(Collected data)
*** Begin section ***
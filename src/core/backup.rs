use crate::config::Config;
use crate::db::log::ttlog_soft;
use crate::db::pool::DbPool;
use crate::errors::{AppError, AppResult};
use crate::export::ensure_writable;
use crate::ui::messages::{success, warning};
use std::fs;
use std::path::{Path, PathBuf};
use zip::ZipWriter;
use zip::write::FileOptions;

pub struct BackupLogic;

impl BackupLogic {
    /// Copy the database to `dest_file`, optionally replacing the copy with
    /// a zip archive. Returns the path of the final artifact.
    pub fn backup(
        pool: &DbPool,
        cfg: &Config,
        dest_file: &str,
        compress: bool,
        force: bool,
    ) -> AppResult<PathBuf> {
        let src = Path::new(&cfg.database);
        let dest = Path::new(dest_file);

        if !src.exists() {
            return Err(std::io::Error::new(
                std::io::ErrorKind::NotFound,
                format!("Database not found: {}", src.display()),
            )
            .into());
        }

        if let Some(parent) = dest.parent()
            && !parent.as_os_str().is_empty()
        {
            fs::create_dir_all(parent)?;
        }

        ensure_writable(dest, force)?;

        fs::copy(src, dest)?;
        success(format!("Backup created: {}", dest.display()));

        let final_path = if compress {
            let compressed = compress_backup(dest)?;
            if let Err(e) = fs::remove_file(dest) {
                warning(format!("Failed to remove uncompressed backup: {}", e));
            }
            compressed
        } else {
            dest.to_path_buf()
        };

        ttlog_soft(
            &pool.conn,
            "backup",
            &final_path.to_string_lossy(),
            if compress {
                "Backup created and compressed"
            } else {
                "Backup created"
            },
        );

        Ok(final_path)
    }
}

/// Zip `path` next to itself with a `.zip` extension.
fn compress_backup(path: &Path) -> AppResult<PathBuf> {
    let zip_path = path.with_extension("zip");
    let entry = path
        .file_name()
        .map(|n| n.to_string_lossy().into_owned())
        .ok_or_else(|| AppError::Config(format!("Invalid backup path: {}", path.display())))?;

    let file = fs::File::create(&zip_path)?;
    let mut zip = ZipWriter::new(file);

    let options: FileOptions<'_, ()> =
        FileOptions::default().compression_method(zip::CompressionMethod::Deflated);

    let mut f = fs::File::open(path)?;
    zip.start_file(entry, options)
        .map_err(std::io::Error::other)?;

    std::io::copy(&mut f, &mut zip)?;
    zip.finish().map_err(std::io::Error::other)?;

    success(format!("Compressed: {}", zip_path.display()));
    Ok(zip_path)
}

#[cfg(test)]
mod tests {
    use super::*;
    use crate::db::initialize::init_db;
    use tempfile::tempdir;

    #[test]
    fn backup_copies_and_compresses() {
        let dir = tempdir().unwrap();
        let db = dir.path().join("pickup.sqlite");
        let pool = DbPool::new(db.to_str().unwrap()).unwrap();
        init_db(&pool.conn).unwrap();

        let cfg = Config {
            database: db.to_string_lossy().into_owned(),
            ..Config::default()
        };

        let plain = dir.path().join("copy.sqlite");
        let out = BackupLogic::backup(&pool, &cfg, plain.to_str().unwrap(), false, false).unwrap();
        assert_eq!(out, plain);
        assert!(plain.exists());

        let zipped = dir.path().join("z").join("copy.sqlite");
        let out = BackupLogic::backup(&pool, &cfg, zipped.to_str().unwrap(), true, false).unwrap();
        assert_eq!(out.extension().unwrap(), "zip");
        assert!(out.exists());
        assert!(!zipped.exists());
    }
}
*** End section ***
Task statement:
Output the records once more, exactly as they stand.

Answer to the problem:
filename src/core/backup.rs
use crate::config::Config;
use crate::db::log::ttlog_soft;
use crate::db::pool::DbPool;
use crate::errors::{AppError, AppResult};
use crate::export::ensure_writable;
use crate::ui::messages::{success, warning};
use std::fs;
use std::path::{Path, PathBuf};
use zip::ZipWriter;
use zip::write::FileOptions;

pub struct BackupLogic;

impl BackupLogic {
    /// Copy the database to `dest_file`, optionally replacing the copy with
    /// a zip archive. Returns the path of the final artifact.
    pub fn backup(
        pool: &DbPool,
        cfg: &Config,
        dest_file: &str,
        compress: bool,
        force: bool,
    ) -> AppResult<PathBuf> {
        let src = Path::new(&cfg.database);
        let dest = Path::new(dest_file);

        if !src.exists() {
            return Err(std::io::Error::new(
                std::io::ErrorKind::NotFound,
                format!("Database not found: {}", src.display()),
            )
            .into());
        }

        if let Some(parent) = dest.parent()
            && !parent.as_os_str().is_empty()
        {
            fs::create_dir_all(parent)?;
        }

        ensure_writable(dest, force)?;

        fs::copy(src, dest)?;
        success(format!("Backup created: {}", dest.display()));

        let final_path = if compress {
            let compressed = compress_backup(dest)?;
            if let Err(e) = fs::remove_file(dest) {
                warning(format!("Failed to remove uncompressed backup: {}", e));
            }
            compressed
        } else {
            dest.to_path_buf()
        };

        ttlog_soft(
            &pool.conn,
            "backup",
            &final_path.to_string_lossy(),
            if compress {
                "Backup created and compressed"
            } else {
                "Backup created"
            },
        );

        Ok(final_path)
    }
}

/// Zip `path` next to itself with a `.zip` extension.
fn compress_backup(path: &Path) -> AppResult<PathBuf> {
    let zip_path = path.with_extension("zip");
    let entry = path
        .file_name()
        .map(|n| n.to_string_lossy().into_owned())
        .ok_or_else(|| AppError::Config(format!("Invalid backup path: {}", path.display())))?;

    let file = fs::File::create(&zip_path)?;
    let mut zip = ZipWriter::new(file);

    let options: FileOptions<'_, ()> =
        FileOptions::default().compression_method(zip::CompressionMethod::Deflated);

    let mut f = fs::File::open(path)?;
    zip.start_file(entry, options)
        .map_err(std::io::Error::other)?;

    std::io::copy(&mut f, &mut zip)?;
    zip.finish().map_err(std::io::Error::other)?;

    success(format!("Compressed: {}", zip_path.display()));
    Ok(zip_path)
}

#[cfg(test)]
mod tests {
    use super::*;
    use crate::db::initialize::init_db;
    use tempfile::tempdir;

    #[test]
    fn backup_copies_and_compresses() {
        let dir = tempdir().unwrap();
        let db = dir.path().join("pickup.sqlite");
        let pool = DbPool::new(db.to_str().unwrap()).unwrap();
        init_db(&pool.conn).unwrap();

        let cfg = Config {
            database: db.to_string_lossy().into_owned(),
            ..Config::default()
        };

        let plain = dir.path().join("copy.sqlite");
        let out = BackupLogic::backup(&pool, &cfg, plain.to_str().unwrap(), false, false).unwrap();
        assert_eq!(out, plain);
        assert!(plain.exists());

        let zipped = dir.path().join("z").join("copy.sqlite");
        let out = BackupLogic::backup(&pool, &cfg, zipped.to_str().unwrap(), true, false).unwrap();
        assert_eq!(out.extension().unwrap(), "zip");
        assert!(out.exists());
        assert!(!zipped.exists());
    }
}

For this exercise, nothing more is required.